На этой, южной, стороне дома сад был неожиданно огромным. Лужайка неправильной формы, тут и там обрамленная беспорядочными цветочными грядками, спускалась к живой изгороди из эскаллонии. Посреди этой изгороди были ворота, над которыми подрезанная эскаллония образовывала арку, придававшую саду очаровательно симметричный и старомодный вид. Справа, за высокой кирпичной стеной, где Чипс Армитаж выращивал персиковые деревья, находился обширный огород, и за ним он построил себе студию, видную из дома. Все, что можно было разглядеть, – это скат шиферной крыши и сидящая на ней одинокая чайка. Пока я смотрела на нее, она расправила крылья, взмыла вверх с вызывающим, но никому не адресованным криком и принялась парить над влажными и пустынными песками.

Я улыбнулась, закрыла окно и спустилась к Фебе.

Мы сидели друг против друга по сторонам каминного коврика, яркий огонь согревал нас, а день на дворе постепенно клонился к вечеру. На столике на колесиках стояли большой коричневый чайник, расписные керамические кружки и блюдца, тарелка со свежими пшеничными лепешками, желтое сливочное масло и домашнее вишневое варенье.

– Ведь не ты пекла эти лепешки, Феба. Ты не смогла бы одной рукой.

– Нет, их испекла сегодня утром Лили Тонкинс. Чудесная женщина, она приходит каждый день и сейчас просто взяла на себя кухню. Я и понятия не имела, что она так замечательно готовит.

– А как ты умудрилась сломать руку?

– Ох, моя милая, ужасно глупо. Я была внизу, в студии, искала там кое-какие старые наброски Чипса… Я знала, что они лежат на верхней полке его книжного шкафа и встала на стул, но его прогрыз какой-то неведомый червь – нога у меня сорвалась, и я хлопнулась на пол, – она расхохоталась так, словно это была самая смешная шутка на свете. На ней до сих пор была шляпа с перьями.

– Мне повезло, что я не сломала ногу. Я вернулась в дом, и, по счастью, здесь был почтальон, доставлявший дневную почту. Так что я примостилась рядом с ним и он отвез меня в сельскую больницу, где меня и закатали в этот унылый гипс.

– Бедняга.

– Да нет, ничего. Рука почти и не болит, это просто неприятность. И можно с ума сойти оттого, что невозможно машину водить. Завтра мне нужно съездить в больницу, показаться доктору… Полагаю, он боится гангрены или чего-нибудь в таком роде…

– Я тебя отвезу…

– Нет, это не понадобится. Они пришлют за мной машину. Я еще никогда не ездила в карете «скорой помощи» и мне интересно попробовать. Ладно, а как поживает Делия?

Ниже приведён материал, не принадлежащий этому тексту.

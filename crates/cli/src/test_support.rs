use std::sync::{Mutex, OnceLock};

fn env_lock() -> &'static Mutex<()> {
    static LOCK: OnceLock<Mutex<()>> = OnceLock::new();
    LOCK.get_or_init(|| Mutex::new(()))
}

/// Serializes process environment mutation for the whole test body.
pub(crate) fn with_locked_env<R>(run: impl FnOnce() -> R) -> R {
    let _guard = env_lock().lock().unwrap_or_else(|poisoned| poisoned.into_inner());
    run()
}

/// Sets an environment variable. Call inside [`with_locked_env`].
pub(crate) fn set_env_var(key: &str, value: &str) {
    // SAFETY: callers hold the env lock, so no other test thread touches the environment.
    unsafe {
        std::env::set_var(key, value);
    }
}

/// Removes an environment variable. Call inside [`with_locked_env`].
pub(crate) fn remove_env_var(key: &str) {
    // SAFETY: callers hold the env lock, so no other test thread touches the environment.
    unsafe {
        std::env::remove_var(key);
    }
}
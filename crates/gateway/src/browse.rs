//! Registry of open browse cursors keyed by opaque token.

use std::collections::HashMap;
use std::time::Duration;

use proto::BrowseToken;
use rand::RngCore;
use rand::rngs::OsRng;
use tokio::sync::Mutex;
use tokio::time::Instant;
use tracing::{debug, warn};

use crate::backend::{BrowseHandle, QueueClient};

/// Idle time after which a browse session is closed.
pub const DEFAULT_BROWSE_TTL: Duration = Duration::from_secs(5 * 60);

const TOKEN_BYTES: usize = 16;

/// Source of unguessable browse tokens.
pub trait TokenSource: Send + Sync {
    fn mint(&self) -> Result<BrowseToken, String>;
}

/// Tokens made of 16 bytes from the operating system CSPRNG, hex encoded.
#[derive(Debug, Default, Clone, Copy)]
pub struct OsRandomTokens;

impl TokenSource for OsRandomTokens {
    fn mint(&self) -> Result<BrowseToken, String> {
        let mut bytes = [0u8; TOKEN_BYTES];
        OsRng
            .try_fill_bytes(&mut bytes)
            .map_err(|e| e.to_string())?;
        Ok(BrowseToken(hex::encode(bytes)))
    }
}

struct BrowseSession {
    handle: BrowseHandle,
    last_used: Instant,
}

#[derive(Default)]
struct TableState {
    sessions: HashMap<BrowseToken, BrowseSession>,
    closed: bool,
}

/// Outcome of [`BrowseSessionTable::insert`].
#[derive(Debug, Clone, Copy, PartialEq, Eq)]
pub enum Registration {
    Registered,
    /// The table was already shut down; the handle has been closed instead.
    Rejected,
}

/// Token -> open browse handle, guarded by one lock over the whole map.
///
/// Handle closure and entry removal always happen under that lock, so no
/// entry is ever visible with a closed handle.
pub struct BrowseSessionTable {
    ttl: Duration,
    state: Mutex<TableState>,
}

impl BrowseSessionTable {
    pub fn new(ttl: Duration) -> Self {
        Self {
            ttl,
            state: Mutex::new(TableState::default()),
        }
    }

    pub fn ttl(&self) -> Duration {
        self.ttl
    }

    /// Registers a freshly opened cursor with `last_used = now`.
    pub async fn insert(
        &self,
        client: &dyn QueueClient,
        token: BrowseToken,
        handle: BrowseHandle,
    ) -> Registration {
        let mut state = self.state.lock().await;
        if state.closed {
            close_quietly(client, handle).await;
            return Registration::Rejected;
        }
        state.sessions.insert(
            token,
            BrowseSession {
                handle,
                last_used: Instant::now(),
            },
        );
        Registration::Registered
    }

    /// Returns the session's handle and refreshes its idle timer.
    pub async fn lookup(&self, token: &BrowseToken) -> Option<BrowseHandle> {
        let mut state = self.state.lock().await;
        let session = state.sessions.get_mut(token)?;
        session.last_used = Instant::now();
        Some(session.handle)
    }

    /// Refreshes the idle timer of a live session.
    pub async fn touch(&self, token: &BrowseToken) {
        if let Some(session) = self.state.lock().await.sessions.get_mut(token) {
            session.last_used = Instant::now();
        }
    }

    /// Closes and removes every session idle for longer than the TTL.
    pub async fn evict_idle(&self, client: &dyn QueueClient) -> usize {
        let mut state = self.state.lock().await;
        let now = Instant::now();
        let expired: Vec<BrowseToken> = state
            .sessions
            .iter()
            .filter(|(_, s)| now.duration_since(s.last_used) > self.ttl)
            .map(|(token, _)| token.clone())
            .collect();

        for token in &expired {
            if let Some(session) = state.sessions.remove(token) {
                close_quietly(client, session.handle).await;
                debug!(browse_id = %token, "Idle browse session evicted");
            }
        }
        expired.len()
    }

    /// Closes every session regardless of age and refuses later inserts.
    pub async fn close_all(&self, client: &dyn QueueClient) -> usize {
        self.close_all_then(client, || async {}).await.0
    }

    /// Runs `f` while holding the table lock, after closing every session.
    ///
    /// Used by shutdown so that no session can be registered between the
    /// bulk close and the backend disconnect.
    pub async fn close_all_then<F, Fut, T>(&self, client: &dyn QueueClient, f: F) -> (usize, T)
    where
        F: FnOnce() -> Fut,
        Fut: std::future::Future<Output = T>,
    {
        let mut state = self.state.lock().await;
        state.closed = true;
        let sessions: Vec<BrowseSession> = state.sessions.drain().map(|(_, s)| s).collect();
        for session in &sessions {
            close_quietly(client, session.handle).await;
        }
        let out = f().await;
        drop(state);
        (sessions.len(), out)
    }

    pub async fn len(&self) -> usize {
        self.state.lock().await.sessions.len()
    }

    pub async fn is_empty(&self) -> bool {
        self.len().await == 0
    }

    pub async fn contains(&self, token: &BrowseToken) -> bool {
        self.state.lock().await.sessions.contains_key(token)
    }
}

pub(crate) async fn close_quietly(client: &dyn QueueClient, handle: BrowseHandle) {
    if let Err(e) = client.close_browse(handle).await {
        warn!(handle = %handle, "Failed to close browse handle: {e}");
    }
}

#[cfg(test)]
mod tests {
    use super::*;
    use crate::memory::InMemoryQueueManager;

    const Q: &str = "DEV.QUEUE.1";

    fn manager() -> InMemoryQueueManager {
        InMemoryQueueManager::with_queues("QM1", [Q])
    }

    #[test]
    fn os_random_tokens_are_32_hex_chars_and_distinct() {
        let first = OsRandomTokens.mint().expect("mint");
        let second = OsRandomTokens.mint().expect("mint");
        assert_eq!(first.as_str().len(), 32);
        assert!(hex::decode(first.as_str()).is_ok());
        assert_ne!(first, second);
    }

    #[tokio::test(start_paused = true)]
    async fn evict_idle_closes_only_expired_sessions() {
        let qm = manager();
        let table = BrowseSessionTable::new(Duration::from_secs(60));

        let old = qm.open_browse(Q).await.expect("open");
        table.insert(&qm, BrowseToken::from("old"), old).await;
        tokio::time::advance(Duration::from_secs(45)).await;

        let fresh = qm.open_browse(Q).await.expect("open");
        table.insert(&qm, BrowseToken::from("fresh"), fresh).await;
        tokio::time::advance(Duration::from_secs(30)).await;

        assert_eq!(table.evict_idle(&qm).await, 1);
        assert!(!table.contains(&BrowseToken::from("old")).await);
        assert!(table.contains(&BrowseToken::from("fresh")).await);
        assert_eq!(qm.stats().browse_closed, 1);
    }

    #[tokio::test(start_paused = true)]
    async fn lookup_refreshes_idle_timer() {
        let qm = manager();
        let table = BrowseSessionTable::new(Duration::from_secs(60));
        let handle = qm.open_browse(Q).await.expect("open");
        let token = BrowseToken::from("t");
        table.insert(&qm, token.clone(), handle).await;

        tokio::time::advance(Duration::from_secs(50)).await;
        assert_eq!(table.lookup(&token).await, Some(handle));
        tokio::time::advance(Duration::from_secs(50)).await;

        assert_eq!(table.evict_idle(&qm).await, 0);
        assert!(table.contains(&token).await);
    }

    #[tokio::test]
    async fn lookup_of_unknown_token_is_none() {
        let table = BrowseSessionTable::new(DEFAULT_BROWSE_TTL);
        assert_eq!(table.lookup(&BrowseToken::from("nope")).await, None);
    }

    #[tokio::test]
    async fn close_all_closes_every_handle_and_rejects_later_inserts() {
        let qm = manager();
        let table = BrowseSessionTable::new(DEFAULT_BROWSE_TTL);
        for i in 0..3 {
            let handle = qm.open_browse(Q).await.expect("open");
            table.insert(&qm, BrowseToken(format!("t{i}")), handle).await;
        }

        assert_eq!(table.close_all(&qm).await, 3);
        assert!(table.is_empty().await);
        assert_eq!(qm.stats().browse_closed, 3);

        let late = qm.open_browse(Q).await.expect("open");
        let outcome = table.insert(&qm, BrowseToken::from("late"), late).await;
        assert_eq!(outcome, Registration::Rejected);
        assert!(table.is_empty().await);
        assert_eq!(qm.stats().browse_open, 0);
    }
}
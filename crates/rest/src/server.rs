//! REST listener lifecycle.

use std::future::Future;
use std::net::SocketAddr;
use std::sync::Arc;

use gateway::QueueGateway;
use proto::GatewayError;
use tokio::net::TcpListener;
use tracing::info;

use crate::handlers::router;

/// HTTP/JSON front end bound to a TCP listener
pub struct RestServer {
    listener: TcpListener,
    gateway: Arc<QueueGateway>,
}

impl RestServer {
    /// Binds the listener without serving yet.
    pub async fn bind(addr: SocketAddr, gateway: Arc<QueueGateway>) -> Result<Self, GatewayError> {
        let listener = TcpListener::bind(addr)
            .await
            .map_err(|e| GatewayError::Endpoint(format!("bind failed on {addr}: {e}")))?;
        Ok(Self { listener, gateway })
    }

    pub fn local_addr(&self) -> std::io::Result<SocketAddr> {
        self.listener.local_addr()
    }

    /// Serves until `shutdown` resolves, then drains in-flight requests.
    pub async fn run<F>(self, shutdown: F) -> Result<(), GatewayError>
    where
        F: Future<Output = ()> + Send + 'static,
    {
        let addr = self.local_addr().map_err(|e| GatewayError::Endpoint(e.to_string()))?;
        info!(%addr, "REST adapter listening");

        axum::serve(self.listener, router(self.gateway))
            .with_graceful_shutdown(shutdown)
            .await
            .map_err(|e| GatewayError::Connection(format!("server error: {e}")))?;

        info!("REST adapter stopped");
        Ok(())
    }
}
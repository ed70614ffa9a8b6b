//! Optional background eviction of idle browse sessions.
//!
//! Eviction also runs at the start of every browse call; the sweeper only
//! adds a bound on how long an idle gateway keeps dead sessions around.

use std::sync::Arc;
use std::time::Duration;

use tokio::task::JoinHandle;
use tokio::time::MissedTickBehavior;
use tracing::{debug, info};

use crate::service::QueueGateway;

/// Periodic idle-session sweep running on its own task
pub struct SessionSweeper {
    task: JoinHandle<()>,
}

impl SessionSweeper {
    /// Spawns a sweep every `interval`. The first sweep runs one interval in.
    pub fn spawn(gateway: Arc<QueueGateway>, interval: Duration) -> Self {
        info!(interval_secs = interval.as_secs(), "Browse session sweeper started");
        let task = tokio::spawn(async move {
            let start = tokio::time::Instant::now() + interval;
            let mut ticker = tokio::time::interval_at(start, interval);
            ticker.set_missed_tick_behavior(MissedTickBehavior::Delay);
            loop {
                ticker.tick().await;
                if gateway.is_shut_down() {
                    break;
                }
                let evicted = gateway.evict_idle_sessions().await;
                debug!(evicted, "Browse session sweep finished");
            }
        });
        Self { task }
    }

    /// Stops the sweeper task.
    pub fn stop(self) {
        self.task.abort();
        info!("Browse session sweeper stopped");
    }
}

Делия – это моя мать. Я сказала, что у нее все хорошо.

– Каким было твое путешествие на поезде?

Но прежде чем я успела ей ответить, она вспомнила о своей договоренности с миссис Толливер.

– О господи, я совсем забыла спросить про Шарлотту Коллиз. Мистер Томас не забыл забрать ее со станции вместе с тобой?

– Нет-нет.

– Очень хорошо. Надеюсь, ты была не против прокатиться от станции вместе с ней. Я лично думаю, что миссис Толливер могла бы поехать и встретить девочку сама, но, наверное, это показалось ей бессмысленным, раз уж мистер Томас все равно туда направлялся.

– Я тоже подумала, что она могла бы поехать и встретить ее.

– Как она поживает, бедная малышка?

– Она чувствует себя не совсем в своей тарелке. Перспектива погостить у бабушки ее совсем не радует. Единственный человек, который вызывает ее восторг, – это ты, Феба. Она тебя обожает.

– Это забавно. Ей больше пристало бы быть с детьми ее возраста. Вот только в этой деревне не очень-то много детей, да к тому же она нелюдима. Когда мы впервые встретились, она в одиночестве гуляла по берегу. Она сказала, что вышла погулять, и я пригласила ее попить чаю и позвонила миссис Толливер – предупредить, что она у меня. С тех пор она стала часто ко мне заходить. Ей нравятся мои картины, краски и альбомы для рисования. Я дала ей блокнот и фломастеры, и оказалось, что у нее недюжинный талант и замечательное воображение. Еще ей нравится слушать истории про Чипса и про всякие глупости, которые мы делали вместе. По правде говоря, это довольно необычно для такой маленькой девочки.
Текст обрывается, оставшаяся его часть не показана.